Mamluk cards, ca. 1500

The cards known as Mulūk wa-nuwwāb (kings and deputies) contains 43 out of originally 52 cards and is located at the Topkapı Palace Museum in Istanbul. Some cards were lost at an early date, and were replaced by cards from two contemporary packs with cruder designs, 5 of which now remains along with the original cards. At that time several of the cards from the primary pack were also altered.

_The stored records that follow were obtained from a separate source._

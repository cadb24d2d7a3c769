use crate::app::App;
use crate::braille::BrailleCanvas;
use crate::format::{group_digits, magnitude_format, pretty_print_stat};
use crate::map::MapLayers;
use crate::model::{MetricKind, Scope};
use crate::selector::CountrySelector;
use chrono::DateTime;
use ratatui::{
    buffer::Buffer,
    layout::{Constraint, Direction, Layout, Rect},
    style::{Color, Modifier, Style},
    symbols,
    text::{Line, Span},
    widgets::{
        Axis, Block, Borders, Cell, Chart, Clear, Dataset, GraphType, List, ListItem, ListState,
        Paragraph, Row, Table, Widget,
    },
    Frame,
};

/// Render the UI
pub fn render(frame: &mut Frame, app: &App) {
    let area = frame.area();

    let chunks = Layout::default()
        .direction(Direction::Vertical)
        .constraints([
            Constraint::Length(3), // Header
            Constraint::Min(10),   // Body
            Constraint::Length(1), // Status bar
        ])
        .split(area);

    let body = Layout::default()
        .direction(Direction::Horizontal)
        .constraints([Constraint::Percentage(65), Constraint::Percentage(35)])
        .split(chunks[1]);

    let left = Layout::default()
        .direction(Direction::Vertical)
        .constraints([Constraint::Length(5), Constraint::Min(5)])
        .split(body[0]);

    let right = Layout::default()
        .direction(Direction::Vertical)
        .constraints([Constraint::Percentage(55), Constraint::Min(8)])
        .split(body[1]);

    render_header(frame, app, chunks[0]);
    render_cards(frame, app, left[0]);
    render_map(frame, app, left[1]);
    render_table(frame, app, right[0]);
    render_graph(frame, app, right[1]);
    render_status_bar(frame, app, chunks[2]);

    if let Some(selector) = &app.selector {
        render_selector(frame, app, selector, area);
    }
}

fn render_header(frame: &mut Frame, app: &App, area: Rect) {
    let selection = &app.selection;

    let mut spans = vec![
        Span::styled(
            " COVID-19 Tracker ",
            Style::default().fg(Color::Red).add_modifier(Modifier::BOLD),
        ),
        Span::styled("│ ", Style::default().fg(Color::DarkGray)),
        Span::styled(
            selection.scope_name(),
            Style::default().fg(Color::White).add_modifier(Modifier::BOLD),
        ),
        Span::styled(" ▾ [/] change ", Style::default().fg(Color::DarkGray)),
    ];

    if selection.is_pending() {
        spans.push(Span::styled(" loading… ", Style::default().fg(Color::Yellow)));
    }
    if let Some(error) = selection.last_error() {
        spans.push(Span::styled(
            format!(" {error} "),
            Style::default().fg(Color::Red),
        ));
    }

    let block = Block::default()
        .borders(Borders::ALL)
        .border_style(Style::default().fg(Color::DarkGray));
    frame.render_widget(Paragraph::new(Line::from(spans)).block(block), area);
}

fn render_cards(frame: &mut Frame, app: &App, area: Rect) {
    let cells = Layout::default()
        .direction(Direction::Horizontal)
        .constraints([Constraint::Ratio(1, 3); 3])
        .split(area);

    let totals = app.selection.current_totals();
    let active = app.selection.active_metric();

    for (idx, metric) in MetricKind::ALL.into_iter().enumerate() {
        let today = totals.and_then(|t| t.today(metric)).map(|v| v as f64);
        let total = totals.and_then(|t| t.total(metric)).map(|v| v as f64);
        let is_active = metric == active;

        let border_style = if is_active {
            Style::default().fg(metric.color()).add_modifier(Modifier::BOLD)
        } else {
            Style::default().fg(Color::DarkGray)
        };
        let today_color = if metric.is_red() { Color::Red } else { Color::Green };

        let block = Block::default()
            .borders(Borders::ALL)
            .border_style(border_style)
            .title(Span::styled(
                format!(" {} {} ", idx + 1, metric.title()),
                Style::default().fg(Color::Gray),
            ));

        let lines = vec![
            Line::from(Span::styled(
                pretty_print_stat(today),
                Style::default().fg(today_color).add_modifier(Modifier::BOLD),
            )),
            Line::from(Span::styled(
                format!("{} Total", magnitude_format(total)),
                Style::default().fg(Color::Gray),
            )),
        ];
        frame.render_widget(Paragraph::new(lines).block(block), cells[idx]);
    }
}

fn render_map(frame: &mut Frame, app: &App, area: Rect) {
    let metric = app.selection.active_metric();
    let block = Block::default()
        .borders(Borders::ALL)
        .border_style(Style::default().fg(Color::DarkGray))
        .title(Span::styled(
            format!(" World Map · {} ", metric.title()),
            Style::default().fg(Color::Cyan).add_modifier(Modifier::BOLD),
        ));

    let inner = block.inner(area);
    frame.render_widget(block, area);

    // Braille gives 2x4 resolution per character
    let mut viewport = app.viewport.clone();
    viewport.width = inner.width as usize * 2;
    viewport.height = inner.height as usize * 4;

    let selected = app.selection.selected_country();
    let markers = app.selection.markers();
    let layers = app.map_renderer.render(
        inner.width as usize,
        inner.height as usize,
        &viewport,
        &markers,
        metric,
        selected,
    );

    frame.render_widget(MapWidget { layers, metric }, inner);
}

/// Braille map layers with text labels overlaid
struct MapWidget {
    layers: MapLayers,
    metric: MetricKind,
}

impl MapWidget {
    fn render_layer(canvas: &BrailleCanvas, color: Color, area: Rect, buf: &mut Buffer) {
        let rows = canvas.height().min(area.height as usize);
        let cols = canvas.width().min(area.width as usize);
        for row in 0..rows {
            for col in 0..cols {
                if let Some(ch) = canvas.glyph(col, row) {
                    buf[(area.x + col as u16, area.y + row as u16)].set_char(ch).set_fg(color);
                }
            }
        }
    }
}

impl Widget for MapWidget {
    fn render(self, area: Rect, buf: &mut Buffer) {
        // Back to front: outlines, bubbles, selected bubble
        Self::render_layer(&self.layers.land, Color::DarkGray, area, buf);
        Self::render_layer(&self.layers.bubbles, self.metric.color(), area, buf);
        Self::render_layer(&self.layers.highlight, Color::Yellow, area, buf);

        let label_style = Style::default().fg(Color::White).add_modifier(Modifier::BOLD);
        for (lx, ly, text) in &self.layers.labels {
            if *ly >= area.height || *lx >= area.width {
                continue;
            }
            let max_len = (area.width - *lx) as usize;
            let x = area.x + *lx;
            let y = area.y + *ly;
            for (i, ch) in text.chars().take(max_len.min(24)).enumerate() {
                buf[(x + i as u16, y)].set_char(ch).set_style(label_style);
            }
        }
    }
}

fn render_table(frame: &mut Frame, app: &App, area: Rect) {
    let selected = app.selection.selected_country();

    let visible = area.height.saturating_sub(3) as usize;
    let rows: Vec<Row> = app
        .selection
        .table()
        .iter()
        .skip(app.table_offset)
        .take(visible)
        .map(|row| {
            let record = &row.record;
            let style = if selected.is_some_and(|country| country.is_country(record.iso2(), record.display_name())) {
                Style::default().fg(Color::Yellow).add_modifier(Modifier::BOLD)
            } else {
                Style::default()
            };
            Row::new(vec![
                Cell::from(format!("{:>3}", row.rank)),
                Cell::from(record.display_name().to_string()),
                Cell::from(group_digits(record.cases)),
            ])
            .style(style)
        })
        .collect();

    let block = Block::default()
        .borders(Borders::ALL)
        .border_style(Style::default().fg(Color::DarkGray))
        .title(Span::styled(
            " Live Cases by Country ",
            Style::default().fg(Color::Cyan).add_modifier(Modifier::BOLD),
        ));

    let table = Table::new(
        rows,
        [Constraint::Length(4), Constraint::Min(10), Constraint::Length(13)],
    )
    .header(Row::new(vec!["  #", "Country", "Cases"]).style(Style::default().fg(Color::DarkGray)))
    .block(block);

    frame.render_widget(table, area);
}

fn render_graph(frame: &mut Frame, app: &App, area: Rect) {
    let metric = app.selection.active_metric();
    let block = Block::default()
        .borders(Borders::ALL)
        .border_style(Style::default().fg(Color::DarkGray))
        .title(Span::styled(
            format!(" Worldwide new {} ", metric.key()),
            Style::default().fg(Color::Cyan).add_modifier(Modifier::BOLD),
        ));

    let Some(history) = app.selection.history() else {
        frame.render_widget(Paragraph::new("Loading history…").block(block), area);
        return;
    };

    let points = history.chart_points(metric);
    let Some((first, last)) = history.date_range(metric).filter(|_| !points.is_empty()) else {
        frame.render_widget(Paragraph::new("No history").block(block), area);
        return;
    };

    let (min_y, max_y) = points
        .iter()
        .fold((0.0f64, 0.0f64), |(lo, hi), &(_, y)| (lo.min(y), hi.max(y)));
    let max_x = (points.len().saturating_sub(1)).max(1) as f64;
    let max_y = if max_y > min_y { max_y } else { min_y + 1.0 };

    let dataset = Dataset::default()
        .marker(symbols::Marker::Braille)
        .graph_type(GraphType::Line)
        .style(Style::default().fg(metric.color()))
        .data(&points);

    let chart = Chart::new(vec![dataset])
        .block(block)
        .x_axis(
            Axis::default()
                .style(Style::default().fg(Color::DarkGray))
                .bounds([0.0, max_x])
                .labels([first.format("%m/%d").to_string(), last.format("%m/%d").to_string()]),
        )
        .y_axis(
            Axis::default()
                .style(Style::default().fg(Color::DarkGray))
                .bounds([min_y, max_y])
                .labels([magnitude_format(Some(min_y)), magnitude_format(Some(max_y))]),
        );

    frame.render_widget(chart, area);
}

fn render_selector(frame: &mut Frame, app: &App, selector: &CountrySelector, area: Rect) {
    let popup = centered(area, 40, 70);
    frame.render_widget(Clear, popup);

    let choices = selector.choices(app.selection.options());
    let items: Vec<ListItem> = choices
        .iter()
        .map(|choice| {
            let code = match &choice.scope {
                Scope::Worldwide => String::new(),
                Scope::Country(code) => format!("  {code}"),
            };
            ListItem::new(Line::from(vec![
                Span::raw(choice.label.to_string()),
                Span::styled(code, Style::default().fg(Color::DarkGray)),
            ]))
        })
        .collect();

    let block = Block::default()
        .borders(Borders::ALL)
        .border_style(Style::default().fg(Color::Cyan))
        .title(Span::styled(
            format!(" Country: {}▏ ", selector.filter),
            Style::default().fg(Color::White).add_modifier(Modifier::BOLD),
        ));

    let list = List::new(items)
        .block(block)
        .highlight_style(Style::default().fg(Color::Black).bg(Color::Cyan))
        .highlight_symbol("› ");

    let mut state = ListState::default();
    if !choices.is_empty() {
        state.select(Some(selector.cursor.min(choices.len() - 1)));
    }
    frame.render_stateful_widget(list, popup, &mut state);
}

/// Rect of `pct_x` x `pct_y` percent centered in `area`
fn centered(area: Rect, pct_x: u16, pct_y: u16) -> Rect {
    let vertical = Layout::default()
        .direction(Direction::Vertical)
        .constraints([
            Constraint::Percentage((100 - pct_y) / 2),
            Constraint::Percentage(pct_y),
            Constraint::Percentage((100 - pct_y) / 2),
        ])
        .split(area);
    Layout::default()
        .direction(Direction::Horizontal)
        .constraints([
            Constraint::Percentage((100 - pct_x) / 2),
            Constraint::Percentage(pct_x),
            Constraint::Percentage((100 - pct_x) / 2),
        ])
        .split(vertical[1])[1]
}

fn updated_at(app: &App) -> Option<String> {
    let millis = app.selection.current_totals()?.updated?;
    let time = DateTime::from_timestamp_millis(millis)?;
    Some(time.format("%Y-%m-%d %H:%M UTC").to_string())
}

fn render_status_bar(frame: &mut Frame, app: &App, area: Rect) {
    let settings = &app.map_renderer.settings;
    let toggle = |on: bool, on_label: &'static str, off_label: &'static str| {
        Span::styled(
            if on { on_label } else { off_label },
            Style::default().fg(if on { Color::Green } else { Color::DarkGray }),
        )
    };

    let mut spans = vec![
        Span::styled(" Zoom: ", Style::default().fg(Color::DarkGray)),
        Span::styled(app.zoom_level(), Style::default().fg(Color::Yellow)),
        Span::styled(" (", Style::default().fg(Color::DarkGray)),
        Span::styled(app.lod_level(), Style::default().fg(Color::Magenta)),
        Span::styled(") ", Style::default().fg(Color::DarkGray)),
        toggle(settings.show_borders, "[B]order ", "[b]order "),
        toggle(settings.show_bubbles, "[O]bubbles ", "[o]bubbles "),
        toggle(settings.show_labels, "[L]abels ", "[l]abels "),
        Span::styled("| ", Style::default().fg(Color::DarkGray)),
        Span::styled(app.center_coords(), Style::default().fg(Color::Cyan)),
    ];

    if let Some(updated) = updated_at(app) {
        spans.push(Span::styled(
            format!(" | updated {updated}"),
            Style::default().fg(Color::DarkGray),
        ));
    }

    spans.push(Span::styled(
        " | 1-3:metric /:country hjkl:pan +/-:zoom 0:recenter R:refresh q:quit",
        Style::default().fg(Color::DarkGray),
    ));

    frame.render_widget(Paragraph::new(Line::from(spans)), area);
}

The pack has the exact same structure as the earliest European packs. The suit symbols of coins, polo-sticks, cups and swords are the same as those still used in traditional Italian and Spanish packs, with the exception that the polo-sticks there quickly became reinterpreted as ceremonial batons or rough cudgels. In each suit there are ten numeral cards and three courts: king, deputy and second deputy. The arabic term for deputy, nāʾib, became the first European name for playing cards, which are still called naipes in Spanish.

In the table below, the cards are placed according to their presumed original values, not the values they were given when the replacement cards were incorporated into the pack. Due to the lack of high-resolution colour images of most of the cards, some of the images below are imperfect colourisations of high-resolution black and white images.

Coins
Darāhim
Polo-sticks
Jawkān
Cups
Tūmān
Swords
Suyūf
1
2
3
4
5
6
7
8
9
10
Second deputy
Nāʾib thanī
deputy
Nāʾib
King
Malik

Several cards have blue panels with golden writing at the top or both the top and bottom. None of these are original, but rather modifications made when some lost cards had to be replaced by cards from other packs.

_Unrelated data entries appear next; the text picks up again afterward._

//! Selection controller: the single owner of dashboard view state.
//!
//! Fetches are modelled as tickets. `select_scope` issues a [`Request`]
//! stamped with a monotonically increasing sequence number and returns
//! immediately; the caller runs it however it likes (worker thread, test
//! double) and hands the [`Response`] back to [`Selection::apply`]. A totals
//! response is applied only if its stamp is the latest issued, so a slow
//! response for an earlier selection can never overwrite a newer one. The
//! one exception fills cards that are still empty (see `backfill_totals`).

use crate::aggregate::{country_options, map_markers, table_rows};
use crate::api::{Request, Response};
use crate::error::FetchError;
use crate::history::Timeline;
use crate::model::{CountryOption, CountryRecord, MapView, Marker, MetricKind, Scope, TableRow};
use std::sync::Arc;
use tracing::{debug, info, warn};

pub const DEFAULT_HISTORY_DAYS: u32 = 120;

/// View state that every panel reads. Mutated only through [`Selection`].
#[derive(Clone, Debug, Default, PartialEq)]
pub struct ViewState {
    pub scope: Scope,
    pub active_metric: MetricKind,
    /// Totals for `scope`; `None` until the first totals response lands
    pub current_totals: Option<CountryRecord>,
    pub map_view: MapView,
}

/// What `apply` did with a response
#[derive(Clone, Debug, PartialEq)]
pub enum Applied {
    /// New totals for this scope are now current
    Totals(Scope),
    /// Country list, map dataset and table replaced
    Countries(usize),
    History,
    /// Superseded by a newer request; dropped without touching state
    Stale,
    /// Fetch failed; state unchanged, error recorded
    Failed(FetchError),
}

pub struct Selection {
    state: ViewState,
    options: Vec<CountryOption>,
    countries: Vec<Arc<CountryRecord>>,
    table: Vec<TableRow>,
    history: Option<Timeline>,
    last_error: Option<FetchError>,
    history_days: u32,
    /// Scope of the latest issued totals request
    requested_scope: Scope,
    /// Latest issued totals stamp
    scope_seq: u64,
    /// Latest stamp whose response has been received
    settled_seq: u64,
    countries_generation: u64,
    initialized: bool,
}

impl Selection {
    pub fn new(history_days: u32) -> Self {
        Self {
            state: ViewState::default(),
            options: Vec::new(),
            countries: Vec::new(),
            table: Vec::new(),
            history: None,
            last_error: None,
            history_days,
            requested_scope: Scope::Worldwide,
            scope_seq: 0,
            settled_seq: 0,
            countries_generation: 0,
            initialized: false,
        }
    }

    /// Startup fetches: worldwide totals, the country list and history.
    /// Returns them on the first call only; later calls are no-ops.
    pub fn initialize(&mut self) -> Vec<Request> {
        if self.initialized {
            return Vec::new();
        }
        self.initialized = true;
        info!("initializing dashboard data");

        vec![
            self.issue_totals(Scope::Worldwide),
            self.issue_countries(),
            Request::History { days: self.history_days },
        ]
    }

    /// Request totals for a new scope. Visible state changes only once the
    /// response is applied.
    pub fn select_scope(&mut self, scope: Scope) -> Request {
        self.issue_totals(scope)
    }

    /// Switch which field cards, map and graph read. Scope, totals and table
    /// order are untouched.
    pub fn select_metric(&mut self, metric: MetricKind) {
        if self.state.active_metric != metric {
            debug!(%metric, "active metric changed");
        }
        self.state.active_metric = metric;
    }

    /// Re-fetch the most recently requested scope and the country list. A
    /// selection still in flight is re-issued rather than dropped.
    pub fn refresh(&mut self) -> Vec<Request> {
        let scope = self.requested_scope.clone();
        vec![self.issue_totals(scope), self.issue_countries()]
    }

    /// Apply a completed fetch
    pub fn apply(&mut self, response: Response) -> Applied {
        match response {
            Response::Totals { seq, scope, result } => self.apply_totals(seq, scope, result),
            Response::Countries { generation, result } => {
                if generation != self.countries_generation {
                    debug!(generation, latest = self.countries_generation, "dropping stale country list");
                    return Applied::Stale;
                }
                match result {
                    Ok(records) => {
                        let countries: Vec<_> = records.into_iter().map(Arc::new).collect();
                        self.options = country_options(&countries);
                        self.table = table_rows(&countries);
                        self.countries = countries;
                        info!(count = self.countries.len(), "country list loaded");
                        Applied::Countries(self.countries.len())
                    }
                    Err(e) => self.fail("country list", e),
                }
            }
            Response::History { result } => match result {
                Ok(timeline) => {
                    self.history = Some(timeline);
                    Applied::History
                }
                Err(e) => self.fail("history", e),
            },
        }
    }

    fn apply_totals(&mut self, seq: u64, scope: Scope, result: Result<CountryRecord, FetchError>) -> Applied {
        if seq != self.scope_seq {
            return self.backfill_totals(seq, scope, result);
        }
        self.settled_seq = seq;

        let record = match result {
            Ok(record) => record,
            Err(e) => return self.fail("totals", e),
        };

        // Resolve the new map view before touching any state so the update is all-or-nothing
        let map_view = match &scope {
            Scope::Worldwide => MapView::initial(),
            Scope::Country(code) => match record.coordinates() {
                Some(center) => MapView::focus(center),
                None => {
                    return self.fail(
                        "totals",
                        FetchError::malformed(format!("{code}: totals carry no coordinates")),
                    )
                }
            },
        };

        info!(%scope, cases = record.cases, "scope applied");
        self.state.scope = scope.clone();
        self.state.current_totals = Some(record);
        self.state.map_view = map_view;
        self.last_error = None;
        Applied::Totals(scope)
    }

    /// A superseded response still fills empty cards when it matches the
    /// scope on screen, so a failed startup country leaves worldwide totals.
    /// It never replaces totals that are already shown.
    fn backfill_totals(&mut self, seq: u64, scope: Scope, result: Result<CountryRecord, FetchError>) -> Applied {
        match result {
            Ok(record) if self.state.current_totals.is_none() && scope == self.state.scope => {
                info!(seq, %scope, "superseded totals fill empty cards");
                self.state.current_totals = Some(record);
                Applied::Totals(scope)
            }
            _ => {
                debug!(seq, latest = self.scope_seq, %scope, "dropping stale totals");
                Applied::Stale
            }
        }
    }

    fn fail(&mut self, what: &str, error: FetchError) -> Applied {
        warn!(what, error = %error, "fetch failed; keeping previous state");
        self.last_error = Some(error.clone());
        Applied::Failed(error)
    }

    fn issue_totals(&mut self, scope: Scope) -> Request {
        self.scope_seq += 1;
        debug!(seq = self.scope_seq, %scope, "issuing totals request");
        self.requested_scope = scope.clone();
        Request::Totals { seq: self.scope_seq, scope }
    }

    fn issue_countries(&mut self) -> Request {
        self.countries_generation += 1;
        Request::Countries { generation: self.countries_generation }
    }

    pub fn state(&self) -> &ViewState {
        &self.state
    }

    pub fn scope(&self) -> &Scope {
        &self.state.scope
    }

    pub fn active_metric(&self) -> MetricKind {
        self.state.active_metric
    }

    pub fn current_totals(&self) -> Option<&CountryRecord> {
        self.state.current_totals.as_ref()
    }

    /// Totals of the selected country, `None` while the scope is worldwide
    pub fn selected_country(&self) -> Option<&CountryRecord> {
        match self.state.scope {
            Scope::Worldwide => None,
            Scope::Country(_) => self.state.current_totals.as_ref(),
        }
    }

    pub fn map_view(&self) -> MapView {
        self.state.map_view
    }

    pub fn options(&self) -> &[CountryOption] {
        &self.options
    }

    pub fn countries(&self) -> &[Arc<CountryRecord>] {
        &self.countries
    }

    pub fn table(&self) -> &[TableRow] {
        &self.table
    }

    /// Map bubbles for the active metric
    pub fn markers(&self) -> Vec<Marker> {
        map_markers(&self.countries, self.state.active_metric)
    }

    pub fn history(&self) -> Option<&Timeline> {
        self.history.as_ref()
    }

    /// Most recent fetch failure, cleared by the next applied totals
    pub fn last_error(&self) -> Option<&FetchError> {
        self.last_error.as_ref()
    }

    /// A totals request is still in flight for the latest selection
    pub fn is_pending(&self) -> bool {
        self.settled_seq != self.scope_seq
    }

    pub fn is_initialized(&self) -> bool {
        self.initialized
    }

    /// Display name for the current scope, falling back to its code
    pub fn scope_name(&self) -> String {
        match &self.state.scope {
            Scope::Worldwide => "Worldwide".to_string(),
            Scope::Country(code) => self
                .state
                .current_totals
                .as_ref()
                .and_then(|r| r.country.clone())
                .unwrap_or_else(|| code.clone()),
        }
    }
}

impl Default for Selection {
    fn default() -> Self {
        Self::new(DEFAULT_HISTORY_DAYS)
    }
}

The top panels were present from the beginning, though in a smaller form. The current panels cover these, their broad meander-patterned borders and in most cards also part of the outer border enclosing the entire card, making their area double that of the original ones. They are found on all court cards, and also on 1–3 of coins and polo-sticks, and 8–10 of swords (on 10 of swords this is merely assumed, as the original of this card is missing) – but oddly enough on no pip cards in the suit of cups. This distribution shows that the suits of coins and polo-sticks had inverted rankings – lower numbers beating higher, but still being beaten by the court cards – just like coins and cups in early tarot. The text in these panels are encouraging lines of verse, with no particular relevance to cards, but it is impossible to tell what the contents of the obliterated original panels were. These panels closely parallel the red stamps at the top of the highest cards of each suit in many types of Chinese money-suited cards, as well as similarly distributed markings on some Ganjifa cards.

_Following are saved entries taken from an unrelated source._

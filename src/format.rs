//! Display formatting for statistic values.
//!
//! Every function here is total: absent, NaN or infinite inputs degrade to a
//! zero-like string instead of failing.

/// Scale thresholds for abbreviated output, smallest first
const MAGNITUDES: [(f64, &str); 5] = [
    (1.0, ""),
    (1_000.0, "k"),
    (1_000_000.0, "m"),
    (1_000_000_000.0, "b"),
    (1_000_000_000_000.0, "t"),
];

/// Format a daily delta as `+1,234`. Absent or non-positive values render `+0`.
pub fn pretty_print_stat(stat: Option<f64>) -> String {
    match stat {
        Some(v) if v.is_finite() && v > 0.0 => format!("+{}", group_digits(v.round() as u64)),
        _ => "+0".to_string(),
    }
}

/// Abbreviate a count to one decimal with a magnitude suffix (`1.2m`)
pub fn magnitude_format(value: Option<f64>) -> String {
    let Some(v) = value.filter(|v| v.is_finite()) else {
        return "0".to_string();
    };

    let abs = v.abs();
    let mut idx = MAGNITUDES
        .iter()
        .rposition(|(scale, _)| abs >= *scale)
        .unwrap_or(0);

    let mut rounded = round_tenth(abs / MAGNITUDES[idx].0);
    // 999_950 rounds to 1000.0k, promote to 1.0m
    if rounded >= 1000.0 && idx + 1 < MAGNITUDES.len() {
        idx += 1;
        rounded = round_tenth(abs / MAGNITUDES[idx].0);
    }

    let sign = if v < 0.0 && rounded > 0.0 { "-" } else { "" };
    format!("{sign}{rounded:.1}{}", MAGNITUDES[idx].1)
}

/// Insert `,` thousands separators
pub fn group_digits(n: u64) -> String {
    let digits = n.to_string();
    let mut out = String::with_capacity(digits.len() + digits.len() / 3);
    for (i, ch) in digits.chars().enumerate() {
        if i > 0 && (digits.len() - i) % 3 == 0 {
            out.push(',');
        }
        out.push(ch);
    }
    out
}

#[inline(always)]
fn round_tenth(x: f64) -> f64 {
    (x * 10.0).round() / 10.0
}
//! redb table definitions.
//!
//! Rows are JSON in `&[u8]` values keyed by numeric id. The two index
//! tables enforce the unique columns and serve name lookups.

use redb::TableDefinition;

/// Role rows keyed by id.
pub const ROLES: TableDefinition<u64, &[u8]> = TableDefinition::new("roles");

/// User rows keyed by id.
pub const USERS: TableDefinition<u64, &[u8]> = TableDefinition::new("users");

/// Unique index: role name to role id.
pub const ROLE_NAMES: TableDefinition<&str, u64> = TableDefinition::new("role_names");

/// Unique index: username to user id.
pub const USERNAMES: TableDefinition<&str, u64> = TableDefinition::new("usernames");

The bottom panels were not present in the original cards, but were added to all court cards, and denote the rank of the card in writing. This was necessary because the mix of original and replacement cards, and the promotion of original pip cards to the rank of deputies made it difficult to tell the rank of the deputies from the iconography alone. In addition, the replacement cards (taken from two other packs) already had such panels on the deputies.

Of the eight deputies and second deputies, only two originals survive. One is missing from the preserved modified pack, two are from another pack, and three are repurposed cards from the primary pack. These promoted cards are the aces of coins and polo-sticks and the nine of swords; the reason for choosing a low-numbered card for the former two and a high-numbered for the latter is the reversed ranking of some suits; cards with an original top panel were much more suited to replace a court card than ones without. The choice of 9 rather than 10 of swords might be that the latter was already lost and replaced by a cruder card from another pack, or alternatively that the original 9 and the 10 were promoted to first and second deputy at the same time, and the latter was subsequently lost.

The five replacement cards are the second deputy of coins, the second deputy of polo-sticks, the ace of polo-sticks, the nine of swords and the ten of swords. The third and fourth of these replace surviving cards from the original pack, which were promoted to the rank of deputy in their respective suits.